---------- Records for the task ----------
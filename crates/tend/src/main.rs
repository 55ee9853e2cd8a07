//! # Tend
//!
//! Terminal session manager console.
//!
//! ## Overview
//!
//! Spawns the host process that owns the real shells, speaks the JSON-lines
//! session protocol with it over its stdin/stdout, and offers a small command
//! console on this process's stdin for managing pages and tabs.
//!
//! ## Architecture
//!
//! This is Layer 3 - the binary that ties together:
//! - tend-core: Core types and configuration
//! - tend-transport: Wire protocol
//! - tend-emulator: Headless screens
//! - tend-session: Session lifecycle

use std::path::PathBuf;
use std::process::Stdio;
use std::time::Duration;

use anyhow::{bail, Context};
use tokio::io::BufReader;
use tokio::process::Command;

use tend::{run, Console};
use tend_core::AppConfig;
use tend_transport::{connect_ui, protocol_schema};

/// How long the host gets to exit after all sessions were removed.
const HOST_EXIT_GRACE: Duration = Duration::from_secs(2);

struct Args {
    config: Option<PathBuf>,
    host: Option<String>,
    print_schema: bool,
}

fn parse_args() -> anyhow::Result<Args> {
    let mut args = Args {
        config: None,
        host: None,
        print_schema: false,
    };

    let mut iter = std::env::args().skip(1);
    while let Some(arg) = iter.next() {
        match arg.as_str() {
            "--config" => {
                let path = iter.next().context("--config needs a path")?;
                args.config = Some(PathBuf::from(path));
            }
            "--host" => {
                args.host = Some(iter.next().context("--host needs a command")?);
            }
            "--print-schema" => args.print_schema = true,
            "-h" | "--help" => {
                println!("usage: tend [--config <path>] [--host <command>] [--print-schema]");
                std::process::exit(0);
            }
            other => bail!("unknown argument '{other}'"),
        }
    }
    Ok(args)
}

#[tokio::main(flavor = "current_thread")]
async fn main() -> anyhow::Result<()> {
    let args = parse_args()?;

    if args.print_schema {
        println!("{}", serde_json::to_string_pretty(&protocol_schema()?)?);
        return Ok(());
    }

    let mut config = match &args.config {
        Some(path) => AppConfig::from_file(path)
            .with_context(|| format!("loading config from {}", path.display()))?,
        None => AppConfig::default(),
    };
    if let Some(host) = &args.host {
        let mut parts = host.split_whitespace().map(str::to_string);
        config.host.command = parts.next().context("--host is empty")?;
        config.host.args = parts.collect();
    }
    config.validate()?;

    // Initialize logging; stdout belongs to the console
    tracing_subscriber::fmt()
        .with_env_filter(
            tracing_subscriber::EnvFilter::try_from_default_env()
                .unwrap_or_else(|_| tracing_subscriber::EnvFilter::new(&config.shell.log_level)),
        )
        .with_writer(std::io::stderr)
        .init();

    tracing::info!(
        "Tend v{} starting host '{}'",
        env!("CARGO_PKG_VERSION"),
        config.host.command
    );

    let mut child = Command::new(&config.host.command)
        .args(&config.host.args)
        .stdin(Stdio::piped())
        .stdout(Stdio::piped())
        .stderr(Stdio::inherit())
        .kill_on_drop(true)
        .spawn()
        .with_context(|| format!("spawning host '{}'", config.host.command))?;

    let host_stdout = child.stdout.take().context("host stdout not captured")?;
    let host_stdin = child.stdin.take().context("host stdin not captured")?;
    let mut endpoint = connect_ui(host_stdout, host_stdin);

    let mut console = Console::new(&config, &endpoint);
    let stdin = BufReader::new(tokio::io::stdin());
    run(&mut console, &mut endpoint, stdin, tokio::io::stdout()).await?;

    // Dropping every sender closes the host's stdin once queued removals
    // are written
    drop(console);
    drop(endpoint);
    match tokio::time::timeout(HOST_EXIT_GRACE, child.wait()).await {
        Ok(status) => tracing::info!("Host exited: {}", status?),
        Err(_) => {
            tracing::warn!("Host did not exit in time, killing it");
            child.kill().await?;
        }
    }

    tracing::info!("Tend shutting down");
    Ok(())
}
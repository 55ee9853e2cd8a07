//! Page terminal orchestration.
//!
//! One [`PageTerminals`] per page translates tab actions (mount, add, select,
//! close, process exit) into registry mutations and caches which tab index is
//! active. The registry stays authoritative; the index is re-derived from it
//! after every mutation.

use tracing::debug;

use tend_core::{PageKey, Session, SessionId};

use crate::registry::SessionRegistry;

/// Tab state of one page.
#[derive(Debug, Clone)]
pub struct PageTerminals {
    page: PageKey,
    active_index: Option<usize>,
}

impl PageTerminals {
    /// Orchestrator for `page`, with no active tab yet.
    pub fn new(page: PageKey) -> Self {
        Self {
            page,
            active_index: None,
        }
    }

    /// The page this orchestrator drives.
    pub fn page(&self) -> &PageKey {
        &self.page
    }

    /// Index of the active tab, if the page has sessions.
    pub fn active_index(&self) -> Option<usize> {
        self.active_index
    }

    /// Page becomes visible.
    ///
    /// If the page has sessions but none is active, the first one is
    /// activated. Otherwise the cached index is synced to the active session.
    pub fn mount(&mut self, registry: &mut SessionRegistry) {
        let sessions = registry.list_for_page(&self.page);
        if sessions.is_empty() {
            self.active_index = None;
            return;
        }

        let first = sessions[0].id;
        let active = sessions.iter().position(|s| s.is_active);
        match active {
            Some(index) => self.active_index = Some(index),
            None => {
                registry.set_active(first);
                self.active_index = Some(0);
            }
        }
    }

    /// Add a new session to the page and make it the active tab.
    pub fn add(&mut self, registry: &mut SessionRegistry) -> Session {
        let created = registry.create(&self.page);
        let sessions = registry.list_for_page(&self.page);
        let last = sessions.len() - 1;
        let last_id = sessions[last].id;
        registry.set_active(last_id);
        self.active_index = Some(last);
        created
    }

    /// Switch to the tab at `index`. Out-of-range indices change nothing.
    pub fn select(&mut self, registry: &mut SessionRegistry, index: usize) -> Option<SessionId> {
        let id = registry.list_for_page(&self.page).get(index).map(|s| s.id)?;
        registry.set_active(id);
        self.active_index = Some(index);
        Some(id)
    }

    /// Close a session on this page.
    ///
    /// The active index is clamped to `min(previous, len - 1)` and that tab is
    /// activated; an emptied page has no active index. Returns `false` if the
    /// session was not live.
    pub fn close(&mut self, registry: &mut SessionRegistry, id: SessionId) -> bool {
        if registry.remove(id).is_none() {
            return false;
        }

        let sessions = registry.list_for_page(&self.page);
        if sessions.is_empty() {
            self.active_index = None;
            return true;
        }

        let index = self.active_index.unwrap_or(0).min(sessions.len() - 1);
        let target = sessions[index].id;
        registry.set_active(target);
        self.active_index = Some(index);
        true
    }

    /// The session's process exited on its own.
    ///
    /// Same as [`close`](Self::close) if the session is still live, a no-op
    /// if the user already removed it.
    pub fn handle_exit(&mut self, registry: &mut SessionRegistry, id: SessionId) -> bool {
        if !registry.contains(id) {
            debug!("Exit for already removed session {}", id);
            return false;
        }
        self.close(registry, id)
    }
}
----------
Would you please transcribe all of the entries above exactly?

filename crates/tend/src/main.rs
repository 55ee9853e2cd8a07
//! # Tend
//!
//! Terminal session manager console.
//!
//! ## Overview
//!
//! Spawns the host process that owns the real shells, speaks the JSON-lines
//! session protocol with it over its stdin/stdout, and offers a small command
//! console on this process's stdin for managing pages and tabs.
//!
//! ## Architecture
//!
//! This is Layer 3 - the binary that ties together:
//! - tend-core: Core types and configuration
//! - tend-transport: Wire protocol
//! - tend-emulator: Headless screens
//! - tend-session: Session lifecycle

use std::path::PathBuf;
use std::process::Stdio;
use std::time::Duration;

use anyhow::{bail, Context};
use tokio::io::BufReader;
use tokio::process::Command;

use tend::{run, Console};
use tend_core::AppConfig;
use tend_transport::{connect_ui, protocol_schema};

/// How long the host gets to exit after all sessions were removed.
const HOST_EXIT_GRACE: Duration = Duration::from_secs(2);

struct Args {
    config: Option<PathBuf>,
    host: Option<String>,
    print_schema: bool,
}

fn parse_args() -> anyhow::Result<Args> {
    let mut args = Args {
        config: None,
        host: None,
        print_schema: false,
    };

    let mut iter = std::env::args().skip(1);
    while let Some(arg) = iter.next() {
        match arg.as_str() {
            "--config" => {
                let path = iter.next().context("--config needs a path")?;
                args.config = Some(PathBuf::from(path));
            }
            "--host" => {
                args.host = Some(iter.next().context("--host needs a command")?);
            }
            "--print-schema" => args.print_schema = true,
            "-h" | "--help" => {
                println!("usage: tend [--config <path>] [--host <command>] [--print-schema]");
                std::process::exit(0);
            }
            other => bail!("unknown argument '{other}'"),
        }
    }
    Ok(args)
}

#[tokio::main(flavor = "current_thread")]
async fn main() -> anyhow::Result<()> {
    let args = parse_args()?;

    if args.print_schema {
        println!("{}", serde_json::to_string_pretty(&protocol_schema()?)?);
        return Ok(());
    }

    let mut config = match &args.config {
        Some(path) => AppConfig::from_file(path)
            .with_context(|| format!("loading config from {}", path.display()))?,
        None => AppConfig::default(),
    };
    if let Some(host) = &args.host {
        let mut parts = host.split_whitespace().map(str::to_string);
        config.host.command = parts.next().context("--host is empty")?;
        config.host.args = parts.collect();
    }
    config.validate()?;

    // Initialize logging; stdout belongs to the console
    tracing_subscriber::fmt()
        .with_env_filter(
            tracing_subscriber::EnvFilter::try_from_default_env()
                .unwrap_or_else(|_| tracing_subscriber::EnvFilter::new(&config.shell.log_level)),
        )
        .with_writer(std::io::stderr)
        .init();

    tracing::info!(
        "Tend v{} starting host '{}'",
        env!("CARGO_PKG_VERSION"),
        config.host.command
    );

    let mut child = Command::new(&config.host.command)
        .args(&config.host.args)
        .stdin(Stdio::piped())
        .stdout(Stdio::piped())
        .stderr(Stdio::inherit())
        .kill_on_drop(true)
        .spawn()
        .with_context(|| format!("spawning host '{}'", config.host.command))?;

    let host_stdout = child.stdout.take().context("host stdout not captured")?;
    let host_stdin = child.stdin.take().context("host stdin not captured")?;
    let mut endpoint = connect_ui(host_stdout, host_stdin);

    let mut console = Console::new(&config, &endpoint);
    let stdin = BufReader::new(tokio::io::stdin());
    run(&mut console, &mut endpoint, stdin, tokio::io::stdout()).await?;

    // Dropping every sender closes the host's stdin once queued removals
    // are written
    drop(console);
    drop(endpoint);
    match tokio::time::timeout(HOST_EXIT_GRACE, child.wait()).await {
        Ok(status) => tracing::info!("Host exited: {}", status?),
        Err(_) => {
            tracing::warn!("Host did not exit in time, killing it");
            child.kill().await?;
        }
    }

    tracing::info!("Tend shutting down");
    Ok(())
}
repository 55ee9853e2cd8a07
//! Page terminal orchestration.
//!
//! One [`PageTerminals`] per page translates tab actions (mount, add, select,
//! close, process exit) into registry mutations and caches which tab index is
//! active. The registry stays authoritative; the index is re-derived from it
//! after every mutation.

use tracing::debug;

use tend_core::{PageKey, Session, SessionId};

use crate::registry::SessionRegistry;

/// Tab state of one page.
#[derive(Debug, Clone)]
pub struct PageTerminals {
    page: PageKey,
    active_index: Option<usize>,
}

impl PageTerminals {
    /// Orchestrator for `page`, with no active tab yet.
    pub fn new(page: PageKey) -> Self {
        Self {
            page,
            active_index: None,
        }
    }

    /// The page this orchestrator drives.
    pub fn page(&self) -> &PageKey {
        &self.page
    }

    /// Index of the active tab, if the page has sessions.
    pub fn active_index(&self) -> Option<usize> {
        self.active_index
    }

    /// Page becomes visible.
    ///
    /// If the page has sessions but none is active, the first one is
    /// activated. Otherwise the cached index is synced to the active session.
    pub fn mount(&mut self, registry: &mut SessionRegistry) {
        let sessions = registry.list_for_page(&self.page);
        if sessions.is_empty() {
            self.active_index = None;
            return;
        }

        let first = sessions[0].id;
        let active = sessions.iter().position(|s| s.is_active);
        match active {
            Some(index) => self.active_index = Some(index),
            None => {
                registry.set_active(first);
                self.active_index = Some(0);
            }
        }
    }

    /// Add a new session to the page and make it the active tab.
    pub fn add(&mut self, registry: &mut SessionRegistry) -> Session {
        let created = registry.create(&self.page);
        let sessions = registry.list_for_page(&self.page);
        let last = sessions.len() - 1;
        let last_id = sessions[last].id;
        registry.set_active(last_id);
        self.active_index = Some(last);
        created
    }

    /// Switch to the tab at `index`. Out-of-range indices change nothing.
    pub fn select(&mut self, registry: &mut SessionRegistry, index: usize) -> Option<SessionId> {
        let id = registry.list_for_page(&self.page).get(index).map(|s| s.id)?;
        registry.set_active(id);
        self.active_index = Some(index);
        Some(id)
    }

    /// Close a session on this page.
    ///
    /// The active index is clamped to `min(previous, len - 1)` and that tab is
    /// activated; an emptied page has no active index. Returns `false` if the
    /// session was not live.
    pub fn close(&mut self, registry: &mut SessionRegistry, id: SessionId) -> bool {
        if registry.remove(id).is_none() {
            return false;
        }

        let sessions = registry.list_for_page(&self.page);
        if sessions.is_empty() {
            self.active_index = None;
            return true;
        }

        let index = self.active_index.unwrap_or(0).min(sessions.len() - 1);
        let target = sessions[index].id;
        registry.set_active(target);
        self.active_index = Some(index);
        true
    }

    /// The session's process exited on its own.
    ///
    /// Same as [`close`](Self::close) if the session is still live, a no-op
    /// if the user already removed it.
    pub fn handle_exit(&mut self, registry: &mut SessionRegistry, id: SessionId) -> bool {
        if !registry.contains(id) {
            debug!("Exit for already removed session {}", id);
            return false;
        }
        self.close(registry, id)
    }
}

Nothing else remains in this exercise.